DynaTok: Flexible KV caching for selectively changing tokens during LLM training

Applicant

Prof. Dr. Timo Baumann

Project Overview

Large language models (LLMs) struggle with strictly adhering to formal requirements when generating responses. Additionally,  LLMs need to be able to adapt to changes in these requirements during generation, which is especially key in human-machine interaction tasks.
In our previous work, we implemented adaptation to changing requirements by dynamically changing the prompt during generation. By properly utilizing KV caching, our implementation matches the generation performance of the inference process with static prompts closely.
Both the results from our previous work and the available literature, however, emphasize the importance of finetuning on LLMs performance for a given task.

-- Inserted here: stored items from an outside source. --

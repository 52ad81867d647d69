//! Resumable Wire Decoder
//!
//! The decoder turns a byte stream into [`Frame`] values without ever
//! corrupting its own state on a short read. The contract mirrors how the
//! session loop drives it:
//!
//! - `Ok(Some((frame, consumed)))` - a full frame was decoded; the caller
//!   advances its buffer by `consumed` bytes
//! - `Ok(None)` - the buffer holds a prefix of a frame; read more bytes
//!   and try again
//! - `Err(DecodeError)` - the bytes violate the protocol; the connection
//!   must be closed after reporting the fault
//!
//! A line of text that does not start with a recognized tag byte is
//! accepted at the top level as the inline form: whitespace-split tokens
//! become a bulk-string array, so line-oriented clients can drive the
//! server. Inside an array, an unrecognized tag is a protocol error.
//!
//! Nesting depth, array counts and bulk payload sizes are capped to keep
//! adversarial inputs from exhausting memory.

use crate::wire::frame::{tag, Frame, CRLF};
use bytes::Bytes;
use thiserror::Error;

/// Maximum size of a single bulk payload (512 MB, same as Redis)
pub const MAX_BULK_LEN: usize = 512 * 1024 * 1024;

/// Maximum number of elements in one array frame
pub const MAX_ARRAY_LEN: usize = 1024 * 1024;

/// Maximum array nesting depth
pub const MAX_DEPTH: usize = 32;

/// Protocol faults. All of these are fatal to the connection.
#[derive(Debug, Error, Clone, PartialEq, Eq)]
pub enum DecodeError {
    /// Integer frame body is not a valid signed decimal
    #[error("invalid integer")]
    BadInteger,

    /// Bulk length header is not a valid length
    #[error("invalid bulk length")]
    BadBulkLength,

    /// Array count header is not a valid count
    #[error("invalid multibulk length")]
    BadArrayLength,

    /// A nested frame started with a byte that is not a tag
    #[error("unexpected byte {0:#04x} inside frame")]
    UnexpectedByte(u8),

    /// A frame part was terminated by something other than CRLF
    #[error("expected CRLF terminator")]
    MissingCrlf,

    /// Simple string, error or inline line is not valid UTF-8
    #[error("invalid UTF-8 in line")]
    BadUtf8,

    /// Bulk payload larger than [`MAX_BULK_LEN`]
    #[error("bulk payload exceeds {} bytes", MAX_BULK_LEN)]
    BulkTooLarge,

    /// Array with more than [`MAX_ARRAY_LEN`] elements
    #[error("array exceeds {} elements", MAX_ARRAY_LEN)]
    ArrayTooLarge,

    /// Arrays nested deeper than [`MAX_DEPTH`]
    #[error("nesting exceeds {} levels", MAX_DEPTH)]
    TooDeep,
}

/// Result type for decoding operations.
pub type DecodeResult<T> = Result<T, DecodeError>;

/// A resumable frame decoder.
///
/// The decoder is stateless between top-level calls; it only tracks
/// nesting depth while descending into arrays, so a short read can be
/// retried with a longer buffer at any time.
#[derive(Debug, Default)]
pub struct Decoder {
    depth: usize,
}

impl Decoder {
    pub fn new() -> Self {
        Self { depth: 0 }
    }

    /// Attempts to decode the next top-level frame from `buf`.
    pub fn decode(&mut self, buf: &[u8]) -> DecodeResult<Option<(Frame, usize)>> {
        self.depth = 0;
        self.decode_frame(buf)
    }

    fn decode_frame(&mut self, buf: &[u8]) -> DecodeResult<Option<(Frame, usize)>> {
        if buf.is_empty() {
            return Ok(None);
        }

        if self.depth > MAX_DEPTH {
            return Err(DecodeError::TooDeep);
        }

        match buf[0] {
            tag::SIMPLE => Ok(self.decode_line(buf)?.map(|(s, n)| (Frame::Simple(s), n))),
            tag::ERROR => Ok(self.decode_line(buf)?.map(|(s, n)| (Frame::Error(s), n))),
            tag::INTEGER => self.decode_integer(buf),
            tag::BULK => self.decode_bulk(buf),
            tag::ARRAY => self.decode_array(buf),
            // Inline form is only valid for a top-level request line.
            _ if self.depth == 0 => self.decode_inline(buf),
            other => Err(DecodeError::UnexpectedByte(other)),
        }
    }

    /// Decodes the CRLF-terminated UTF-8 body of a `+` or `-` frame.
    fn decode_line(&mut self, buf: &[u8]) -> DecodeResult<Option<(String, usize)>> {
        let Some(pos) = find_crlf(&buf[1..]) else {
            return Ok(None);
        };
        let body = std::str::from_utf8(&buf[1..1 + pos]).map_err(|_| DecodeError::BadUtf8)?;
        // 1 for the tag, 2 for the CRLF
        Ok(Some((body.to_string(), 1 + pos + 2)))
    }

    fn decode_integer(&mut self, buf: &[u8]) -> DecodeResult<Option<(Frame, usize)>> {
        let Some(pos) = find_crlf(&buf[1..]) else {
            return Ok(None);
        };
        let n = parse_decimal(&buf[1..1 + pos]).ok_or(DecodeError::BadInteger)?;
        Ok(Some((Frame::Integer(n), 1 + pos + 2)))
    }

    /// Decodes `$<len>\r\n<payload>\r\n`. `$-1\r\n` is nil.
    fn decode_bulk(&mut self, buf: &[u8]) -> DecodeResult<Option<(Frame, usize)>> {
        let Some(header_end) = find_crlf(&buf[1..]) else {
            return Ok(None);
        };
        let len = parse_decimal(&buf[1..1 + header_end]).ok_or(DecodeError::BadBulkLength)?;

        if len == -1 {
            return Ok(Some((Frame::Null, 1 + header_end + 2)));
        }
        if len < 0 {
            return Err(DecodeError::BadBulkLength);
        }
        let len = len as usize;
        if len > MAX_BULK_LEN {
            return Err(DecodeError::BulkTooLarge);
        }

        let payload_start = 1 + header_end + 2;
        let total = payload_start + len + 2;
        if buf.len() < total {
            return Ok(None);
        }

        // The payload must be followed by exactly CRLF; any other
        // terminator is a protocol fault.
        if &buf[payload_start + len..total] != CRLF {
            return Err(DecodeError::MissingCrlf);
        }

        let payload = Bytes::copy_from_slice(&buf[payload_start..payload_start + len]);
        Ok(Some((Frame::Bulk(payload), total)))
    }

    /// Decodes `*<count>\r\n` followed by `count` nested frames.
    fn decode_array(&mut self, buf: &[u8]) -> DecodeResult<Option<(Frame, usize)>> {
        let Some(header_end) = find_crlf(&buf[1..]) else {
            return Ok(None);
        };
        let count = parse_decimal(&buf[1..1 + header_end]).ok_or(DecodeError::BadArrayLength)?;

        if count == -1 {
            return Ok(Some((Frame::Null, 1 + header_end + 2)));
        }
        if count < 0 {
            return Err(DecodeError::BadArrayLength);
        }
        let count = count as usize;
        if count > MAX_ARRAY_LEN {
            return Err(DecodeError::ArrayTooLarge);
        }

        let mut consumed = 1 + header_end + 2;
        let mut frames = Vec::with_capacity(count.min(1024));

        self.depth += 1;
        for _ in 0..count {
            match self.decode_frame(&buf[consumed..])? {
                Some((frame, n)) => {
                    frames.push(frame);
                    consumed += n;
                }
                None => return Ok(None),
            }
        }
        self.depth -= 1;

        Ok(Some((Frame::Array(frames), consumed)))
    }

    /// Decodes a plain text line into a bulk-string array. A blank line
    /// yields an empty array, which the session ignores.
    fn decode_inline(&mut self, buf: &[u8]) -> DecodeResult<Option<(Frame, usize)>> {
        let Some(pos) = find_crlf(buf) else {
            return Ok(None);
        };
        let line = std::str::from_utf8(&buf[..pos]).map_err(|_| DecodeError::BadUtf8)?;

        let frames: Vec<Frame> = line
            .split_ascii_whitespace()
            .map(|token| Frame::Bulk(Bytes::copy_from_slice(token.as_bytes())))
            .collect();

        Ok(Some((Frame::Array(frames), pos + 2)))
    }
}

/// Finds the first CRLF pair, returning the index of the `\r`.
#[inline]
fn find_crlf(buf: &[u8]) -> Option<usize> {
    buf.windows(2).position(|pair| pair == CRLF)
}

/// Parses an ASCII signed decimal without going through a String.
fn parse_decimal(digits: &[u8]) -> Option<i64> {
    std::str::from_utf8(digits).ok()?.parse().ok()
}

/// Decodes a single frame from a byte slice, for one-shot callers.
pub fn decode_frame(buf: &[u8]) -> DecodeResult<Option<(Frame, usize)>> {
    Decoder::new().decode(buf)
}

#[cfg(test)]
mod tests {
    use super::*;

    #[test]
    fn simple_string() {
        let (frame, consumed) = decode_frame(b"+OK\r\n").unwrap().unwrap();
        assert_eq!(frame, Frame::simple("OK"));
        assert_eq!(consumed, 5);
    }

    #[test]
    fn simple_string_short_read() {
        assert!(decode_frame(b"+OK").unwrap().is_none());
        assert!(decode_frame(b"+OK\r").unwrap().is_none());
    }

    #[test]
    fn error_frame() {
        let (frame, consumed) = decode_frame(b"-ERR syntax error\r\n").unwrap().unwrap();
        assert_eq!(frame, Frame::error("ERR syntax error"));
        assert_eq!(consumed, 19);
    }

    #[test]
    fn integers() {
        let (frame, consumed) = decode_frame(b":1000\r\n").unwrap().unwrap();
        assert_eq!(frame, Frame::integer(1000));
        assert_eq!(consumed, 7);

        let (frame, _) = decode_frame(b":-42\r\n").unwrap().unwrap();
        assert_eq!(frame, Frame::integer(-42));
    }

    #[test]
    fn bad_integer() {
        assert_eq!(
            decode_frame(b":not_a_number\r\n"),
            Err(DecodeError::BadInteger)
        );
    }

    #[test]
    fn bulk_string() {
        let (frame, consumed) = decode_frame(b"$5\r\nhello\r\n").unwrap().unwrap();
        assert_eq!(frame, Frame::bulk(Bytes::from("hello")));
        assert_eq!(consumed, 11);
    }

    #[test]
    fn empty_bulk() {
        let (frame, consumed) = decode_frame(b"$0\r\n\r\n").unwrap().unwrap();
        assert_eq!(frame, Frame::bulk(Bytes::new()));
        assert_eq!(consumed, 6);
    }

    #[test]
    fn nil_bulk() {
        let (frame, consumed) = decode_frame(b"$-1\r\n").unwrap().unwrap();
        assert_eq!(frame, Frame::Null);
        assert_eq!(consumed, 5);
    }

    #[test]
    fn bulk_short_read_then_complete() {
        let mut decoder = Decoder::new();
        assert!(decoder.decode(b"$5\r\nhel").unwrap().is_none());
        let (frame, consumed) = decoder.decode(b"$5\r\nhello\r\n").unwrap().unwrap();
        assert_eq!(frame, Frame::bulk(Bytes::from("hello")));
        assert_eq!(consumed, 11);
    }

    #[test]
    fn bulk_bad_terminator() {
        assert_eq!(decode_frame(b"$3\r\nGETxx"), Err(DecodeError::MissingCrlf));
    }

    #[test]
    fn bulk_negative_length() {
        assert_eq!(decode_frame(b"$-7\r\n"), Err(DecodeError::BadBulkLength));
    }

    #[test]
    fn binary_safe_bulk() {
        let (frame, _) = decode_frame(b"$5\r\nhe\x00\xffo\r\n").unwrap().unwrap();
        assert_eq!(frame, Frame::bulk(Bytes::from_static(b"he\x00\xffo")));
    }

    #[test]
    fn request_array() {
        let (frame, consumed) = decode_frame(b"*2\r\n$3\r\nGET\r\n$4\r\nname\r\n")
            .unwrap()
            .unwrap();
        assert_eq!(
            frame,
            Frame::array(vec![
                Frame::bulk(Bytes::from("GET")),
                Frame::bulk(Bytes::from("name")),
            ])
        );
        assert_eq!(consumed, 23);
    }

    #[test]
    fn nil_array() {
        let (frame, _) = decode_frame(b"*-1\r\n").unwrap().unwrap();
        assert_eq!(frame, Frame::Null);
    }

    #[test]
    fn empty_array() {
        let (frame, _) = decode_frame(b"*0\r\n").unwrap().unwrap();
        assert_eq!(frame, Frame::array(vec![]));
    }

    #[test]
    fn nested_array() {
        let (frame, _) = decode_frame(b"*2\r\n:1\r\n*2\r\n:2\r\n:3\r\n").unwrap().unwrap();
        assert_eq!(
            frame,
            Frame::array(vec![
                Frame::integer(1),
                Frame::array(vec![Frame::integer(2), Frame::integer(3)]),
            ])
        );
    }

    #[test]
    fn array_short_read() {
        assert!(decode_frame(b"*2\r\n$3\r\nGET\r\n").unwrap().is_none());
        assert!(decode_frame(b"*2\r\n$3\r\nGET\r\n$4\r\nna").unwrap().is_none());
    }

    #[test]
    fn untagged_array_element_is_fatal() {
        // A bare token where a bulk header belongs must not be treated as
        // inline form; only top-level lines get that shorthand.
        assert_eq!(
            decode_frame(b"*2\r\n$3\r\nGET\r\nXYZ"),
            Err(DecodeError::UnexpectedByte(b'X'))
        );
    }

    #[test]
    fn nesting_cap() {
        let deep = b"*1\r\n".repeat(MAX_DEPTH + 2);
        assert_eq!(decode_frame(&deep), Err(DecodeError::TooDeep));
    }

    #[test]
    fn inline_command() {
        let (frame, consumed) = decode_frame(b"SET name Alice\r\n").unwrap().unwrap();
        assert_eq!(
            frame,
            Frame::array(vec![
                Frame::bulk(Bytes::from("SET")),
                Frame::bulk(Bytes::from("name")),
                Frame::bulk(Bytes::from("Alice")),
            ])
        );
        assert_eq!(consumed, 16);
    }

    #[test]
    fn inline_collapses_whitespace() {
        let (frame, _) = decode_frame(b"  PING   \r\n").unwrap().unwrap();
        assert_eq!(frame, Frame::array(vec![Frame::bulk(Bytes::from("PING"))]));
    }

    #[test]
    fn blank_inline_line_is_empty_request() {
        let (frame, consumed) = decode_frame(b"\r\n").unwrap().unwrap();
        assert_eq!(frame, Frame::array(vec![]));
        assert_eq!(consumed, 2);
    }

    #[test]
    fn roundtrip() {
        let original = Frame::array(vec![
            Frame::bulk(Bytes::from("MSET")),
            Frame::bulk(Bytes::from("k")),
            Frame::bulk(Bytes::from_static(b"\x00\x01\x02")),
        ]);
        let encoded = original.encode();
        let (decoded, consumed) = decode_frame(&encoded).unwrap().unwrap();
        assert_eq!(decoded, original);
        assert_eq!(consumed, encoded.len());
        // And the re-encoding is byte-identical.
        assert_eq!(decoded.encode(), encoded);
    }

    #[test]
    fn pipelined_frames_consume_exactly_one() {
        let buf = b"+OK\r\n:1\r\n";
        let (frame, consumed) = decode_frame(buf).unwrap().unwrap();
        assert_eq!(frame, Frame::simple("OK"));
        assert_eq!(consumed, 5);
        let (frame, _) = decode_frame(&buf[consumed..]).unwrap().unwrap();
        assert_eq!(frame, Frame::integer(1));
    }
}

Importantly, the most common training approach used for static prompts, Supervised Finetuning (SFT), can’t be applied to dynamically changing prompts easily: SFT performs a backward pass for all tokens simultaneously, as it uses masking to enforce a causal relationship. This is not possible if the prompt changes dynamically, as the dynamic tokens can’t be in multiple states, thereby not allowing the model to learn the relationship between the different states and the generated tokens.
We have adapted SFT to generation with dynamic prompts by taking the state of the whole text at some point during generation and masking out all tokens for which the dynamic tokens are in the wrong state. This is inherently inefficient, as most of the performed forward passes are discarded by masking them out, wasting compute resources. It also proved highly unstable in our experiments.
The project objective is to develop an efficient and effective mechanism for training LLMs on tasks with dynamically changing tokens, centered around adapting the existing SFT approach as necessary. This approach will then be implemented and integrated into the existing software stack centered around the transformers and TRL python libraries and be oriented towards large, state of the art LLMs.